Rethinking Paradigms for BME and IT

Unfortunately, regulations rarely motivate people. However, it is becoming essential to rethink the way in which BME and IT co-operate: medical services in hospitals require it, and the hospital business needs it, too. Given below is a real-life example from acute treatment hospitals at Göppingen, which underlines the need to think proactively.

 

The implementation of a digital ECG MP (and its accompanying IT application) demonstrated that the methodology of project- based cooperation, practiced successfully over years, no longer sufficed to create sustainable solutions. Intensive research failed to identify a solution which could be integrated with the existing cardiology information system, with reasonable effort. Usually, vendors offer proprietary applications with their own databases, different user interfaces, a separate DICOM worklist server, and additional HL7 interfaces.

 

Such an approach in the various fields of MP, from anaesthesiology to surgery, would result in a zoo of technologies. Sooner or later, this would collapse under its own weight. On the one hand, users would face a variety of disparate applications in even a single domain such as cardiology - an evident obstacle to efficiency. On the other hand, BME and IT would also need to invest significantly more and boost staffing for the ever-growing range of IT systems and MP.

 

To compensate for the lack of industry standards and the inability to currently integrate MP and applications across different vendors, BME and IT executives need to think holistically and create overarching hospital-wide concepts for MP and IT applications. This requires conceiving innovative technological architectures, product catalogues, standard digital archiving procedures, and standardised technical anti-failure plans. Such an approach is not feasible in traditional projectbased cooperation. Instead, it requires BME and IT to join forces and interact, both mutually and with users, in imaginative new ways.

 

The Visionary Processes: Taking Care of Both BME and IT

To take a deeper look at cooperation between BME and IT, a good starting point consists of the typical problems faced by their users. In the most basic of scenarios, there are (and always will be) ‘classical’ cases, where the issue is clearly either an IT or BME case (applicable to all three phases of operation, plan, build, and run). For example, a defective drug pump is easily identified by the nurse as a BM problem, with no attention sought from IT specialists.
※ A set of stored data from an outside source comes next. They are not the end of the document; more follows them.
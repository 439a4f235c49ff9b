//! Wire and manifest types shared by the Shipa action CLI.
//!
//! Field names follow the platform API's JSON. Where the manifest YAML uses a
//! different key (`framework` vs `pool`, `name` vs `shipaFramework`), the YAML
//! key is accepted as a serde alias so the same struct decodes both.

pub mod access;
pub mod app;
pub mod cluster;
pub mod deploy;
pub mod env;
pub mod framework;
pub mod job;
pub mod manifest;
pub mod network;
pub mod pool;
pub mod volume;

pub use access::{Email, Permission, Role, RolePermissions, Team, UpdateTeamRequest, User};
pub use app::{
    Address, App, AppCname, CreatePlanRequest, DeleteCnameRequest, Entrypoint, Lock, Plan, Router,
    Unit, UpdateAppRequest, bytes_to_human,
};
pub use cluster::{
    Cluster, ClusterEndpoint, ClusterManifest, ClusterResources, ClusterResourcesManifest,
    Framework, FrameworkNames, IngressController,
};
pub use deploy::{AppDeploy, AppDeployment};
pub use env::{AppEnv, CreateAppEnv};
pub use framework::{
    AppAutoDiscovery, AppSelectorLabels, DomainPolicy, NodeSelectors, NodeSelectorsTerms,
    PodAutoScaler, PoolAutoScale, PoolConfig, PoolContainerPolicy, PoolGeneral, PoolNetworkPolicy,
    PoolNode, PoolPlan, PoolResources, PoolSecurity, PoolServiceAccess, PoolSetup,
};
pub use job::{Job, JobContainer, JobCreateRequest, JobPolicy};
pub use manifest::{Manifest, Section};
pub use network::{
    NetworkPeer, NetworkPeerSelector, NetworkPolicy, NetworkPolicyConfig, NetworkPolicyRule,
    NetworkPort, SelectorExpression,
};
pub use pool::{Allowed, CreatePoolRequest, Pool, UpdatePoolRequest};
pub use volume::{
    CreateVolumePlanRequest, Volume, VolumeBinding, VolumePlan, VolumePlanName,
    VolumePlanResponse,
};

/// Decode JSON `null` as the type's default. The API writes empty Go
/// slices, maps and strings as `null`.
pub(crate) fn null_as_default<'de, D, T>(deserializer: D) -> Result<T, D::Error>
where
    D: serde::Deserializer<'de>,
    T: Default + serde::Deserialize<'de>,
{
    <Option<T> as serde::Deserialize>::deserialize(deserializer).map(Option::unwrap_or_default)
}

// `skip_serializing_if` helpers mirroring the API's `omitempty` fields.

#[allow(clippy::trivially_copy_pass_by_ref)]
pub(crate) fn is_zero(value: &i64) -> bool {
    *value == 0
}

#[allow(clippy::trivially_copy_pass_by_ref)]
pub(crate) fn is_false(value: &bool) -> bool {
    !*value
}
In the IT scenario, a user who has forgotten his password for a hospital information system (HIS), or one facing problems with a new SAN storage component, would call IT support, with no requirement for a BM engineer.

 

However, our experiences at Göppingen reveal a wide range of problems faced by users, which cannot be exclusively mapped to either the BME or IT domains.

 

For example, when a physician seeks support to retrieve digital ECG records missing from the HIS, it appears at first to be an IT problem. On the other hand, there is a long chain of information processing behind an HIS, any of whose links might provoke the missing ECG data.

 

At the start of the chain, an ECG is recorded by an MP. This might have failed to transmit the data. Or the fault may lie in the receiving database, a client/server application (to make things worse, this could be a MP or ‘just’ a regular IT application, depending on law and the vendor declaration). From here, a HL7-based communication server transports the ECG documents to the HIS, clearly part of the IT domain, and again one which may have failed. So then, who should respond to the physician’s problem? BM or IT? Or both?

 

Another example: an operating theatre surgeon’s requirement for technologies to capture and save digital pictures in a patient’s record, and then used by the transcription department in the surgeon’s letter. Here again lies a chain of information systems, starting with the picture-taking equipment, clearly a medical product, with the pictures then transferred to the HIS by HL7 interfaces to the word processors of the transcription staff. So who should take care of this request ? BM, IT, or both?

 

The Göppingen environment has yielded numerous such situations. Their incidence is expected to rise after the introduction of new MPs equipped with digital interfaces, which require integration with the HIS or other IT applications, in order to benefit from lean workflows and high quality.

 

Our answer to such a challenge is to simplify the working environment for medical staff by means of a single point of contact for users. This will act as a dispatcher, be it for planning or running systems, to find out what know-how is needed to service a request, and co-ordinate the efforts of all involved in resolving the challenge.

 

In practice, a single contact point has two major consequences:

Firstly, as far as planning for MPs and IT systems is concerned, all requirements for new technology or changes to existing products and applications should be the responsibility of one job position – proactively supporting standardisation, integration, and sustainable technologies.

 

The second consequence is related to the run phase. This concerns the implementation of a joint BME and IT helpdesk to receive and dispatch responses to all user problems, including assigning tasks to BM and/or IT specialists and collecting their input. In terms of the case mentioned above, on missing ECG records in the HIS, the helpdesk would firstly engage a business analyst to track the system disrupting the information flow. Should an MP be found to have caused the problem, a BM engineer will be assigned. On the other hand, if a Windowsbased interface service has stopped working correctly, an IT administrator would take care of the issue.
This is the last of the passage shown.